Un’unità di misura per valutare l’equilibrio di genere nella leadership in sanità

L’Osservatorio ha messo a punto una specifica unità di misura adatta alle sue valutazioni. Si tratta del Gender leader index in health (Glih), che misura il rapporto tra la distribuzione di genere nelle posizioni apicali e la distribuzione di genere sull’occupazione totale in ambito sanitario. L’indicatore si muove in un intervallo fra 0 (nessuna rappresentanza di uno dei due generi) e 1 (totale rappresentanza di un solo genere). Se l’indicatore è inferiore a 0,5 significa che le donne sono sottorappresentate nella leadership rispetto agli uomini. Se, invece, è superiore a 0,5 vale il contrario.

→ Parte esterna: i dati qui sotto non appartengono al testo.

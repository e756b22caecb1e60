use serde::{Deserialize, Serialize};
use strum::{Display, EnumString};

use crate::domain::{CalcExchange, LocationId, ProcessType, Provider, ProviderInfo};
use crate::source::ProviderTable;

/// How the default provider of an exchange is honoured.
#[derive(Debug, Clone, Copy, PartialEq, Eq, Default, Serialize, Deserialize, Display, EnumString)]
#[serde(rename_all = "snake_case")]
#[strum(serialize_all = "snake_case", ascii_case_insensitive)]
pub enum ProviderLinking {
    IgnoreDefaults,
    #[default]
    PreferDefaults,
    OnlyDefaults,
}

#[derive(Debug, Clone, Copy, PartialEq, Default, Serialize, Deserialize)]
pub struct LinkingConfig {
    #[serde(default)]
    pub provider_linking: ProviderLinking,
    #[serde(default)]
    pub preferred_type: ProcessType,
    /// Prefer providers located where the consumer is.
    #[serde(default)]
    pub regionalized: bool,
}

/// Picks a concrete provider for an exchange that needs one.
pub struct ProviderSearch<'a> {
    table: &'a ProviderTable,
    config: LinkingConfig,
}

impl<'a> ProviderSearch<'a> {
    pub fn new(table: &'a ProviderTable, config: LinkingConfig) -> Self {
        Self { table, config }
    }

    /// Exchanges of the recipient that should be linked to a supplier. The
    /// recipient's own reference flow is never a candidate.
    pub fn link_candidates<'e>(&self, recipient: &Provider, exchanges: &'e [CalcExchange]) -> Vec<&'e CalcExchange> {
        exchanges
            .iter()
            .filter(|e| e.is_link_candidate())
            .filter(|e| !(e.flow_id == recipient.flow_id && e.is_provider_flow()))
            .collect()
    }

    pub fn find(&self, exchange: &CalcExchange) -> Option<Provider> {
        let candidates = self.table.providers_of(exchange.flow_id);
        if candidates.is_empty() {
            return None;
        }

        if self.config.provider_linking != ProviderLinking::IgnoreDefaults {
            if let Some(default) = exchange.default_provider {
                if let Some(info) = candidates.iter().find(|c| c.provider.process_id == default) {
                    return Some(info.provider);
                }
            }
            if self.config.provider_linking == ProviderLinking::OnlyDefaults {
                return None;
            }
        }

        let location = exchange
            .location_id
            .or_else(|| self.table.location_of(exchange.process_id));
        let mut best: Option<(&ProviderInfo, u8)> = None;
        for candidate in candidates {
            let score = self.score(candidate, location);
            // strictly greater keeps the first candidate on ties
            if best.map_or(true, |(_, s)| score > s) {
                best = Some((candidate, score));
            }
        }
        best.map(|(info, _)| info.provider)
    }

    fn score(&self, candidate: &ProviderInfo, location: Option<LocationId>) -> u8 {
        let mut score = 0;
        if self.config.regionalized && location.is_some() && candidate.location_id == location {
            score += 2;
        }
        if candidate.process_type == self.config.preferred_type {
            score += 1;
        }
        score
    }
}

#[cfg(test)]
mod tests {
    use super::*;
    use rstest::rstest;

    fn table() -> ProviderTable {
        let mut a = ProviderInfo::new(Provider::new(1, 100));
        a.location_id = Some(7);
        a.process_type = ProcessType::LciResult;
        let mut b = ProviderInfo::new(Provider::new(2, 100));
        b.location_id = Some(8);
        let mut c = ProviderInfo::new(Provider::new(3, 100));
        c.location_id = Some(8);
        ProviderTable::new(vec![a, b, c])
    }

    #[test]
    fn test_reference_flow_is_not_a_candidate() {
        let table = table();
        let search = ProviderSearch::new(&table, LinkingConfig::default());
        let exchanges = vec![
            CalcExchange::product_output(5, 1, 50, 1.0),
            CalcExchange::product_input(5, 2, 100, 1.0),
            CalcExchange::elementary_output(5, 3, 900, 1.0),
        ];
        let candidates = search.link_candidates(&Provider::new(5, 50), &exchanges);
        assert_eq!(candidates.len(), 1);
        assert_eq!(candidates[0].exchange_id, 2);
    }

    #[test]
    fn test_no_provider_for_unknown_flow() {
        let table = table();
        let search = ProviderSearch::new(&table, LinkingConfig::default());
        assert_eq!(search.find(&CalcExchange::product_input(5, 2, 999, 1.0)), None);
    }

    #[rstest]
    #[case(ProviderLinking::PreferDefaults, Some(3), Some(Provider::new(3, 100)))]
    #[case(ProviderLinking::OnlyDefaults, Some(3), Some(Provider::new(3, 100)))]
    #[case(ProviderLinking::OnlyDefaults, None, None)]
    #[case(ProviderLinking::IgnoreDefaults, Some(3), Some(Provider::new(2, 100)))]
    fn test_default_provider_linking(
        #[case] linking: ProviderLinking,
        #[case] default: Option<i64>,
        #[case] expected: Option<Provider>,
    ) {
        let table = table();
        let config = LinkingConfig { provider_linking: linking, ..Default::default() };
        let search = ProviderSearch::new(&table, config);
        let mut exchange = CalcExchange::product_input(5, 2, 100, 1.0);
        exchange.default_provider = default;
        assert_eq!(search.find(&exchange), expected);
    }

    #[test]
    fn test_regionalized_prefers_matching_location() {
        let table = table();
        let config = LinkingConfig {
            provider_linking: ProviderLinking::IgnoreDefaults,
            preferred_type: ProcessType::UnitProcess,
            regionalized: true,
        };
        let search = ProviderSearch::new(&table, config);
        let exchange = CalcExchange::product_input(5, 2, 100, 1.0).with_location(7);
        assert_eq!(search.find(&exchange), Some(Provider::new(1, 100)));

        let exchange = CalcExchange::product_input(5, 2, 100, 1.0).with_location(8);
        assert_eq!(search.find(&exchange), Some(Provider::new(2, 100)));
    }
}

Il tasso di partecipazione femminile nella sanità pubblica è storicamente in maggioranza: si è passati dal 59% delle donne occupate nel 2001 al 69% del 2021. Il livello di occupazione complessivo, invece, è diminuito nel tempo come conseguenza delle politiche di razionalizzazione del sistema sanitario pubblico. Questa riduzione ha avuto un impatto maggiore sugli uomini, mentre il numero delle donne è continuato a crescere: nel 2020 a seguito della pandemia il numero di occupati è aumentato di più di 13000 unità, e nel 2021 di 6000 unità, in entrambe gli anni quasi esclusivamente di genere femminile.

Lo studio rileva che a fronte di una maggiore partecipazione nel mercato del lavoro della sanità pubblica, però, non corrisponde una maggiore rappresentanza di donne nei ruoli apicali: oggi negli ospedali è donna il 25% dei direttori di struttura semplice e solo il 19% di quella complessa. Con riferimento al settore privato, invece, la situazione è generalmente migliore rispetto al settore pubblico. I dati per il comparto farmaceutico evidenziano un miglior bilanciamento fra uomini e donne nella forza lavoro: nel 2011 il 41,8% degli occupati erano donne, nel 2021 il 43,9%. Includendo sia quadri che dirigenti l’indice Glih per le aziende del settore farmaceutico sale da 0,50 nel 2020 a 0,51 nel 2021 mostrando una leggera predominanza di leader donne.

Buone pratiche per fare la differenza

Per accelerare l’avanzamento verso una equa rappresentanza delle donne all’interno del settore sanitario, l’Osservatorio ha anche raccolto alcune buone pratiche dagli attori oggetto dell’analisi quantitativa: “Le buone pratiche riguardano innanzitutto la trasparenza dei dati e degli obiettivi, secondo una prospettiva multistakeholder. Con il nostro Osservatorio contribuiamo a questo fine, tenendo alta l’attenzione sulla lenta progressione verso l’equi-rappresentanza nella leadership in ambito sanità – ha aggiunto la codirettrice e Head of MBA programs Luiss Business School, Maria Isabella Leone – Altre buone pratiche raccolte riguardano il quadro normativo e istituzionale, e le politiche per favorire l’equilibrio tra lavoro e vita familiare. Essere leader in questo settore significa fare per davvero la differenza, perché adottare misure efficaci per migliorare l’equità sanitaria ha la capacità di migliorare la vita delle persone: riesce infatti a costruire una prospettiva, per chi sta già percorrendo questa strada e per tutte quelle ragazze che vorranno farlo in futuro”.